Disinfectant preparations and protective materials

Disinfection (or decontamination) is a process aimed at destroying microorganisms, as well as their spores. Disinfection leads to the destruction of vegetative forms of microorganisms, but does not always lead to the removal of their spore forms. The material subjected to the disinfection processor does not have to be sterile. Disinfection, in contrast to the concept of antisepsis, applies to objects and usable surfaces. Disinfection results in processes of annihilation of microorganisms. This process depends on the species, the number of microorganisms and their physiological activity. The disinfectant also has a huge impact on these processes. Its chemical and physical properties, concentration and duration of action in the given environment (temperature, humidity, pH, presence of organic matter).
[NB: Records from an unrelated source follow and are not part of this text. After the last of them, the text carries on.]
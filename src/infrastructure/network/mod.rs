// SPDX-License-Identifier: MIT
// SPDX-FileCopyrightText: 2026 ® John Hauger Mitander <john@oxidity.com>

pub mod chain;
pub mod devnet;
pub mod provider;
pub mod rpc;

pub use chain::{ConfirmedTx, ProtocolChain};
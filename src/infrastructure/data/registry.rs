// SPDX-License-Identifier: MIT
// SPDX-FileCopyrightText: 2026 ® John Hauger Mitander <john@oxidity.com>

use crate::common::error::AppError;
use crate::domain::constants::ContractId;
use alloy::primitives::Address;
use serde::{Deserialize, Serialize};
use std::collections::BTreeMap;
use std::fs;
use std::path::{Path, PathBuf};

#[derive(Debug, Clone, Copy, PartialEq, Eq, Serialize, Deserialize)]
pub struct RegistryEntry {
    pub address: Address,
    #[serde(default, skip_serializing_if = "Option::is_none")]
    pub deployer: Option<Address>,
}

/// contract name -> network -> entry
type RegistryFile = BTreeMap<String, BTreeMap<String, RegistryEntry>>;

/// Deployed-contract address book, one entry per (contract, network).
///
/// Entries are overwritten on redeploy and never removed. File-backed registries
/// persist after every insert; in-memory ones (dry runs) never touch disk.
#[derive(Debug, Clone)]
pub struct ContractRegistry {
    path: Option<PathBuf>,
    entries: RegistryFile,
}

impl ContractRegistry {
    pub fn in_memory() -> Self {
        Self {
            path: None,
            entries: RegistryFile::new(),
        }
    }

    /// Open a file-backed registry. A missing file is an empty registry.
    pub fn load_from_file(path: &str) -> Result<Self, AppError> {
        let p = Path::new(path);
        let entries = if p.exists() {
            let raw = fs::read_to_string(p)
                .map_err(|e| AppError::Config(format!("Failed to read registry {}: {e}", path)))?;
            if raw.trim().is_empty() {
                RegistryFile::new()
            } else {
                serde_json::from_str(&raw).map_err(|e| {
                    AppError::Config(format!("Failed to parse registry {}: {e}", path))
                })?
            }
        } else {
            tracing::debug!(target: "registry", path, "Registry file not found; starting empty");
            RegistryFile::new()
        };

        Ok(Self {
            path: Some(p.to_path_buf()),
            entries,
        })
    }

    pub fn get(&self, id: ContractId, network: &str) -> Option<RegistryEntry> {
        self.entries
            .get(id.as_str())
            .and_then(|by_network| by_network.get(network))
            .copied()
    }

    pub fn address(&self, id: ContractId, network: &str) -> Option<Address> {
        self.get(id, network).map(|e| e.address)
    }

    pub fn require_address(&self, id: ContractId, network: &str) -> Result<Address, AppError> {
        self.address(id, network).ok_or_else(|| {
            let location = self
                .path
                .as_ref()
                .map(|p| p.display().to_string())
                .unwrap_or_else(|| "in-memory registry".to_string());
            AppError::Config(format!(
                "{id} is not registered for network '{network}' in {location}"
            ))
        })
    }

    /// Record a confirmed deployment and persist it.
    pub fn insert(
        &mut self,
        id: ContractId,
        network: &str,
        address: Address,
        deployer: Option<Address>,
    ) -> Result<(), AppError> {
        let previous = self
            .entries
            .entry(id.as_str().to_string())
            .or_default()
            .insert(network.to_string(), RegistryEntry { address, deployer });

        match previous {
            Some(old) if old.address != address => tracing::info!(
                target: "registry",
                contract = %id,
                network,
                old = %format!("{:#x}", old.address),
                new = %format!("{:#x}", address),
                "Registry entry replaced"
            ),
            _ => tracing::info!(
                target: "registry",
                contract = %id,
                network,
                address = %format!("{:#x}", address),
                "Registry entry recorded"
            ),
        }

        self.persist()
    }

    /// All entries for `network`, sorted by contract name.
    pub fn entries_for(&self, network: &str) -> Vec<(String, RegistryEntry)> {
        self.entries
            .iter()
            .filter_map(|(name, by_network)| by_network.get(network).map(|e| (name.clone(), *e)))
            .collect()
    }

    fn persist(&self) -> Result<(), AppError> {
        let Some(path) = &self.path else {
            return Ok(());
        };
        let body = serde_json::to_string_pretty(&self.entries)
            .map_err(|e| AppError::Initialization(format!("Registry encode failed: {e}")))?;

        if let Some(parent) = path.parent()
            && !parent.as_os_str().is_empty()
        {
            fs::create_dir_all(parent).map_err(|e| {
                AppError::Initialization(format!("Failed to create {}: {e}", parent.display()))
            })?;
        }
        // Write-then-rename so a crash never leaves a truncated registry behind.
        let tmp = path.with_extension("json.tmp");
        fs::write(&tmp, body).map_err(|e| {
            AppError::Initialization(format!("Failed to write {}: {e}", tmp.display()))
        })?;
        fs::rename(&tmp, path).map_err(|e| {
            AppError::Initialization(format!("Failed to replace {}: {e}", path.display()))
        })?;
        Ok(())
    }
}
// SPDX-License-Identifier: MIT
// SPDX-FileCopyrightText: 2026 ® John Hauger Mitander <john@oxidity.com>

//! In-process stand-in for a node, used by `--dry-run` and the test suite.
//!
//! Only the request/response surface the tasks touch is modelled: contract
//! creation, the address provider's coverage pool proxy slot, pool-admin and
//! emergency-admin gates, and ETH deposits through the gateway. Every call is
//! applied to a scratch copy of the state and committed only on success, so a
//! revert leaves nothing behind.

use crate::common::error::AppError;
use crate::domain::constants::{
    CALLER_NOT_POOL_ADMIN, ContractId, LPC_CALLER_NOT_EMERGENCY_ADMIN, OWNABLE_CALLER_NOT_OWNER,
};
use crate::network::chain::{ConfirmedTx, ProtocolChain};
use alloy::primitives::{Address, B256, U256, keccak256};
use std::collections::HashMap;
use std::sync::Mutex;

/// Balance every dev signer starts with (10_000 ETH).
const DEV_SIGNER_BALANCE_WEI: u128 = 10_000 * 1_000_000_000_000_000_000;

#[derive(Debug, Clone)]
enum DevContract {
    AddressesProvider {
        owner: Address,
        pool_admin: Address,
        emergency_admin: Address,
        configurator: Option<Address>,
        lending_pool: Option<Address>,
        coverage_pool: Option<Address>,
    },
    Configurator {
        provider: Address,
        paused: bool,
    },
    LendingPool {
        deposits: HashMap<Address, U256>,
    },
    WethGateway,
    CoveragePoolImpl,
    CoveragePoolProxy {
        provider: Address,
        implementation: Address,
        bonds: Vec<(Address, Address)>,
    },
}

#[derive(Debug, Clone, Default)]
struct DevState {
    block_number: u64,
    nonces: HashMap<Address, u64>,
    balances: HashMap<Address, U256>,
    contracts: HashMap<Address, DevContract>,
    receipts: HashMap<B256, ConfirmedTx>,
}

impl DevState {
    fn next_nonce(&mut self, account: Address) -> u64 {
        let nonce = self.nonces.entry(account).or_insert(0);
        let current = *nonce;
        *nonce += 1;
        current
    }

    fn create(&mut self, creator: Address, contract: DevContract) -> Address {
        let nonce = self.next_nonce(creator);
        let address = creator.create(nonce);
        self.contracts.insert(address, contract);
        address
    }

    fn contract_mut(&mut self, address: Address) -> Result<&mut DevContract, AppError> {
        self.contracts.get_mut(&address).ok_or_else(|| {
            AppError::Reverted(format!("call to non-contract account {address:#x}"))
        })
    }

    fn contract(&self, address: Address) -> Result<&DevContract, AppError> {
        self.contracts.get(&address).ok_or_else(|| {
            AppError::Reverted(format!("call to non-contract account {address:#x}"))
        })
    }

    fn provider_admins(&self, provider: Address) -> Result<(Address, Address), AppError> {
        match self.contract(provider)? {
            DevContract::AddressesProvider {
                pool_admin,
                emergency_admin,
                ..
            } => Ok((*pool_admin, *emergency_admin)),
            _ => Err(unexpected_selector(provider)),
        }
    }
}

fn unexpected_selector(address: Address) -> AppError {
    AppError::Reverted(format!(
        "function selector was not recognized by {address:#x}"
    ))
}

/// Addresses created by [`DevChain::bootstrap`].
#[derive(Debug, Clone, Copy)]
pub struct DevDeployment {
    pub addresses_provider: Address,
    pub configurator: Address,
    pub lending_pool: Address,
    pub weth_gateway: Address,
}

impl DevDeployment {
    pub fn entries(&self) -> [(ContractId, Address); 4] {
        [
            (ContractId::LendingPoolAddressesProvider, self.addresses_provider),
            (ContractId::LendingPoolConfigurator, self.configurator),
            (ContractId::LendingPool, self.lending_pool),
            (ContractId::WethGateway, self.weth_gateway),
        ]
    }
}

pub struct DevChain {
    network: String,
    signers: Vec<Address>,
    state: Mutex<DevState>,
}
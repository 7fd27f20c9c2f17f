// SPDX-License-Identifier: MIT
// SPDX-FileCopyrightText: 2026 ® John Hauger Mitander <john@oxidity.com>

use alloy::primitives::{Address, address};
use std::fmt;

pub const ZERO_ADDRESS: Address = Address::ZERO;

// =============================================================================
// CONTRACT IDS
// =============================================================================

/// Logical contract names used as registry keys.
#[derive(Debug, Clone, Copy, PartialEq, Eq, Hash)]
pub enum ContractId {
    LendingPoolAddressesProvider,
    LendingPoolConfigurator,
    LendingPool,
    CoveragePool,
    CoveragePoolImpl,
    WethGateway,
}

impl ContractId {
    pub fn as_str(&self) -> &'static str {
        match self {
            ContractId::LendingPoolAddressesProvider => "LendingPoolAddressesProvider",
            ContractId::LendingPoolConfigurator => "LendingPoolConfigurator",
            ContractId::LendingPool => "LendingPool",
            ContractId::CoveragePool => "CoveragePool",
            ContractId::CoveragePoolImpl => "CoveragePoolImpl",
            ContractId::WethGateway => "WETHGateway",
        }
    }

    /// Artifact file stem holding the bytecode for this id.
    pub fn artifact_name(&self) -> &'static str {
        match self {
            ContractId::CoveragePool | ContractId::CoveragePoolImpl => "CoveragePool",
            other => other.as_str(),
        }
    }
}

impl fmt::Display for ContractId {
    fn fmt(&self, f: &mut fmt::Formatter<'_>) -> fmt::Result {
        f.write_str(self.as_str())
    }
}

// =============================================================================
// PROTOCOL ERRORS
// =============================================================================

/// 'The caller must be the pool admin'
pub const CALLER_NOT_POOL_ADMIN: &str = "33";
/// 'The caller must be the emergency admin'
pub const LPC_CALLER_NOT_EMERGENCY_ADMIN: &str = "76";
pub const OWNABLE_CALLER_NOT_OWNER: &str = "Ownable: caller is not the owner";

// =============================================================================
// NETWORK DEFAULTS
// =============================================================================

pub const DEFAULT_NETWORK: &str = "hardhat";

/// Address providers targeted by the external admin tasks. Empty means not deployed.
pub const LENDING_POOL_ADDRESS_PROVIDER: [(&str, &str); 2] = [
    ("main", ""),
    ("kovan", "0x9BF95C16b5698b3EeC6cC0d33728fAB40c691bd1"),
];

// WETH gateway deposit defaults (kovan deployment)
pub const DEFAULT_WETH_GATEWAY: Address = address!("cD34503e5fD5Ff9bC370679a92ad26011bC7cd9F");
pub const DEFAULT_LENDING_POOL: Address = address!("10DcdCAfA77CB47C8b2a496E4Ec264F96B729923");
pub const DEFAULT_ON_BEHALF_OF: Address = address!("163e23Ea39BEB535b038E009b1C3966805f8c0BC");
pub const DEFAULT_DEPOSIT_ETH: &str = "0.5";

pub const TENDERLY_DASHBOARD: &str = "https://dashboard.tenderly.co";
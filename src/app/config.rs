// SPDX-License-Identifier: MIT
// SPDX-FileCopyrightText: 2026 ® John Hauger Mitander <john@mitander.dev>

use crate::common::data_path::{resolve_data_path, resolve_required_data_path};
use crate::common::parsing::parse_address_field;
use crate::domain::constants::DEFAULT_NETWORK;
use crate::domain::error::AppError;
use alloy::primitives::Address;
use config::{Config, Environment, File};
use serde::{Deserialize, Deserializer};
use std::collections::HashMap;
use std::fs;
use std::path::Path;
use std::time::Duration;

#[derive(Debug, Deserialize, Clone)]
pub struct GlobalSettings {
    // General
    #[serde(default = "default_false")]
    pub debug: bool,
    #[serde(default = "default_false")]
    pub log_json: bool,
    #[serde(default = "default_network")]
    pub network: String,
    pub data_dir: Option<String>,

    // Identity
    /// Private keys; the first one is the deployer.
    #[serde(default, deserialize_with = "deserialize_key_list")]
    pub wallet_keys: Vec<String>,

    // Endpoints
    pub rpc_urls: Option<HashMap<String, String>>,

    // Files
    pub registry_path: Option<String>,
    pub artifacts_dir: Option<String>,

    // Per-network address overrides
    pub addresses_providers: Option<HashMap<String, String>>,
    pub emergency_admins: Option<HashMap<String, String>>,

    // Tenderly fork diagnostics
    pub tenderly_username: Option<String>,
    pub tenderly_project: Option<String>,
    pub tenderly_fork_id: Option<String>,
    pub tenderly_head_id: Option<String>,

    // Confirmation
    #[serde(default = "default_receipt_poll_ms")]
    pub receipt_poll_ms: u64,
    #[serde(default = "default_receipt_timeout_ms")]
    pub receipt_timeout_ms: u64,
    #[serde(default = "default_receipt_confirm_blocks")]
    pub receipt_confirm_blocks: u64,
}

// Defaults
fn default_false() -> bool {
    false
}
fn default_network() -> String {
    DEFAULT_NETWORK.to_string()
}
fn default_receipt_poll_ms() -> u64 {
    500
}
fn default_receipt_timeout_ms() -> u64 {
    120_000
}
fn default_receipt_confirm_blocks() -> u64 {
    1
}

const DEFAULT_REGISTRY_FILE: &str = "deployed-contracts.json";
const DEFAULT_ARTIFACTS_DIR: &str = "artifacts";

fn deserialize_key_list<'de, D>(deserializer: D) -> Result<Vec<String>, D::Error>
where
    D: Deserializer<'de>,
{
    use serde::de::{SeqAccess, Visitor};
    use std::fmt;

    struct KeyVisitor;

    impl<'de> Visitor<'de> for KeyVisitor {
        type Value = Vec<String>;

        fn expecting(&self, formatter: &mut fmt::Formatter) -> fmt::Result {
            formatter.write_str("a sequence of private keys or a comma-separated string")
        }

        fn visit_str<E>(self, v: &str) -> Result<Self::Value, E>
        where
            E: serde::de::Error,
        {
            Ok(split_key_list(v))
        }

        fn visit_seq<A>(self, mut seq: A) -> Result<Self::Value, A::Error>
        where
            A: SeqAccess<'de>,
        {
            let mut out = Vec::new();
            while let Some(elem) = seq.next_element::<String>()? {
                let trimmed = elem.trim();
                if !trimmed.is_empty() {
                    out.push(trimmed.to_string());
                }
            }
            Ok(out)
        }
    }

    deserializer.deserialize_any(KeyVisitor)
}
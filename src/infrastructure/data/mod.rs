// SPDX-License-Identifier: MIT
// SPDX-FileCopyrightText: 2026 ® John Hauger Mitander <john@oxidity.com>

pub mod artifacts;
pub mod contracts;
pub mod registry;
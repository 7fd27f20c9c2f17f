// SPDX-License-Identifier: MIT
// SPDX-FileCopyrightText: 2026 ® John Hauger Mitander <john@mitander.dev>

use crate::domain::error::AppError;
use std::path::{Path, PathBuf};

const DATA_DIR_ENV: &str = "DATA_DIR";

fn absolute(path: PathBuf) -> PathBuf {
    if path.is_absolute() {
        return path;
    }
    match std::env::current_dir() {
        Ok(cwd) => cwd.join(path),
        Err(_) => path,
    }
}

fn env_data_dir() -> Option<String> {
    std::env::var(DATA_DIR_ENV)
        .ok()
        .map(|s| s.trim().to_string())
        .filter(|s| !s.is_empty())
}

fn non_empty(raw: Option<&str>) -> Option<String> {
    raw.map(str::trim)
        .filter(|s| !s.is_empty())
        .map(ToString::to_string)
}

/// Directory relative paths are anchored to: explicit value, then `DATA_DIR`,
/// then the working directory.
pub fn resolve_data_dir(explicit_data_dir: Option<&str>) -> PathBuf {
    match non_empty(explicit_data_dir).or_else(env_data_dir) {
        Some(dir) => absolute(PathBuf::from(dir)),
        None => absolute(PathBuf::from(".")),
    }
}

/// Resolve a path that may be absolute or relative to the data directory.
pub fn resolve_data_path(raw_path: &str, explicit_data_dir: Option<&str>) -> PathBuf {
    let as_path = Path::new(raw_path.trim());
    if as_path.is_absolute() {
        return as_path.to_path_buf();
    }
    resolve_data_dir(explicit_data_dir).join(as_path)
}

pub fn resolve_required_data_path(
    raw_path: &str,
    explicit_data_dir: Option<&str>,
) -> Result<PathBuf, AppError> {
    let resolved = resolve_data_path(raw_path, explicit_data_dir);
    if resolved.exists() {
        return Ok(resolved);
    }
    Err(AppError::Config(format!(
        "expected at {}; set DATA_DIR",
        resolved.display()
    )))
}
In general, we can say that disinfection is the resultant of the action of processes from the range of physical, chemical, and thermal-chemical methods. Physical agents used for disinfection, such as the use of controlled UV radiation, are an equally effective method of disinfection. For disinfection, lamps that emit UV C radiation with a wavelength of 256 nm are used to destroy microorganisms in the air and on uncovered surfaces. Some of the lamps have a built-in flow system, which means that the disinfection of the air in which the lamp is placed is carried out on an ongoing basis, and thus the process of elimination of microorganisms is permanent.